Is there somewhere that one might read a little bit more about this? Sounds intriguing, even to a lay schmuck like myself.

Eaglesfan27
08-22-2003, 06:16 PM
Psychiatry's Green Journal (the name of which is escaping me at the moment as we all just call it the green journal) had a recent article which I have a copy of and would be willing to send to you. Also, you could go to a local medical school library and get your hands on it. If you go to OVID (which is a medical literature search engine) you can use the search engine and find other articles regarding function MRI. Fortunately, I work at a research center (but I don't do research currently, I just see patients and work on my fellowship in child and adolescent psychiatry) where we do work with this and it is really cool.

Eaglesfan27
08-22-2003, 06:30 PM
Dola -

I was so embarassed that I couldn't remember the official name of the Green Journal that I went into my spare office at home to see if I had any issues that I hadn't taken to my work office yet. It is the American Journal of Psychiatry. On Monday, when I head back to work I can tell you which issue has that specific issue on functional MRI and therapy. An interesting article this past month showed that Teenagers whom attempt suicide have decreased activitity (via Functional MRI) in certain parts of the brain associated with depression. Also, there is an interesting article in this month's issue which showed that people who are predisposed to stress induced depression have an abnormal allele of a sertonin transporting gene (serotonin is the chemical that is believed to be "imbalanced" in depression. The science behind many illnesses is going to progress in amazing ways the next ten to twenty years (which should still be in my lifetime :) )

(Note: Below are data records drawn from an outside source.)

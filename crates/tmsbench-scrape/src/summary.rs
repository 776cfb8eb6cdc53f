//! Simulator summary lines (`tms9900-trace -S`).

use serde::Deserialize;

fn unknown_halt() -> String {
    "unknown".to_string()
}

/// Machine-readable run summary printed as the last JSON line of a trace.
///
/// Only the fields the harness consumes are modelled; anything else the
/// simulator adds is ignored.
#[derive(Debug, Clone, PartialEq, Eq, Deserialize)]
pub struct SimSummary {
    /// Terminal condition tag (`idle`, `stop`, `step_limit`, ...).
    #[serde(default = "unknown_halt")]
    pub halt: String,
    /// Instructions executed.
    #[serde(default)]
    pub steps: u64,
    /// Cycles consumed.
    #[serde(default)]
    pub clk: u64,
    #[serde(default)]
    pub error: Option<String>,
}

impl SimSummary {
    /// Parse one line as a summary object.
    #[must_use]
    pub fn parse(line: &str) -> Option<Self> {
        let line = line.trim();
        if !line.starts_with('{') {
            return None;
        }
        serde_json::from_str(line).ok()
    }
}

/// Find the summary in a simulator's combined output.
///
/// Scans from the last line backward, so any amount of trace or diagnostic
/// text may precede the summary. A `{` line that is not valid JSON is passed
/// over and the scan continues upward.
#[must_use]
pub fn find_summary(output: &str) -> Option<SimSummary> {
    output.lines().rev().find_map(SimSummary::parse)
}

#[cfg(test)]
mod tests {
    use super::*;

    #[test]
    fn test_summary_after_trace() {
        let out = "\
0000  0200 LI   R0,>0010        R0=0010
0004  0580 INC  R0              R0=0011
{\"halt\":\"idle\",\"steps\":1234,\"clk\":5678,\"pc\":\"0x0040\"}
";
        let summary = find_summary(out).unwrap();
        assert_eq!(summary.halt, "idle");
        assert_eq!(summary.steps, 1234);
        assert_eq!(summary.clk, 5678);
        assert_eq!(summary.error, None);
    }

    #[test]
    fn test_last_summary_wins() {
        let out = "{\"halt\":\"stop\",\"steps\":1,\"clk\":2}\n{\"halt\":\"idle\",\"steps\":3,\"clk\":4}\n";
        assert_eq!(find_summary(out).unwrap().halt, "idle");
    }

    #[test]
    fn test_malformed_brace_line_skipped() {
        let out = "{\"halt\":\"idle\",\"steps\":10,\"clk\":20}\n{ not json\n";
        let summary = find_summary(out).unwrap();
        assert_eq!(summary.steps, 10);
    }

    #[test]
    fn test_missing_fields_default() {
        let summary = find_summary("  {\"error\":\"bad opcode\"}  ").unwrap();
        assert_eq!(summary.halt, "unknown");
        assert_eq!(summary.steps, 0);
        assert_eq!(summary.clk, 0);
        assert_eq!(summary.error.as_deref(), Some("bad opcode"));
    }

    #[test]
    fn test_no_summary() {
        assert_eq!(find_summary(""), None);
        assert_eq!(find_summary("loaded 512 bytes\nhalted\n"), None);
        assert_eq!(find_summary("halt: {\"halt\":\"idle\"}"), None);
    }
}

By the way, if you just wanted to read general info about function MRI's, then I would suggest the following website:

http://www.functionalmri.org/

Edited to fix typo

cuervo72
08-25-2003, 07:04 AM
Originally posted by John Galt
One thing I would quibble with in Eaglefan's post is that depression is always about chemistry. I think just as many people are too dismissive of that idea, some doctors are prone to prescribe rather than treat. Many depressions can be dealt with without drugs and through therapy. I don't think there is a one-size-fits-all model for dealing with depression or suicide.

While I agree with John's post, I can't help but find a certain irony in it.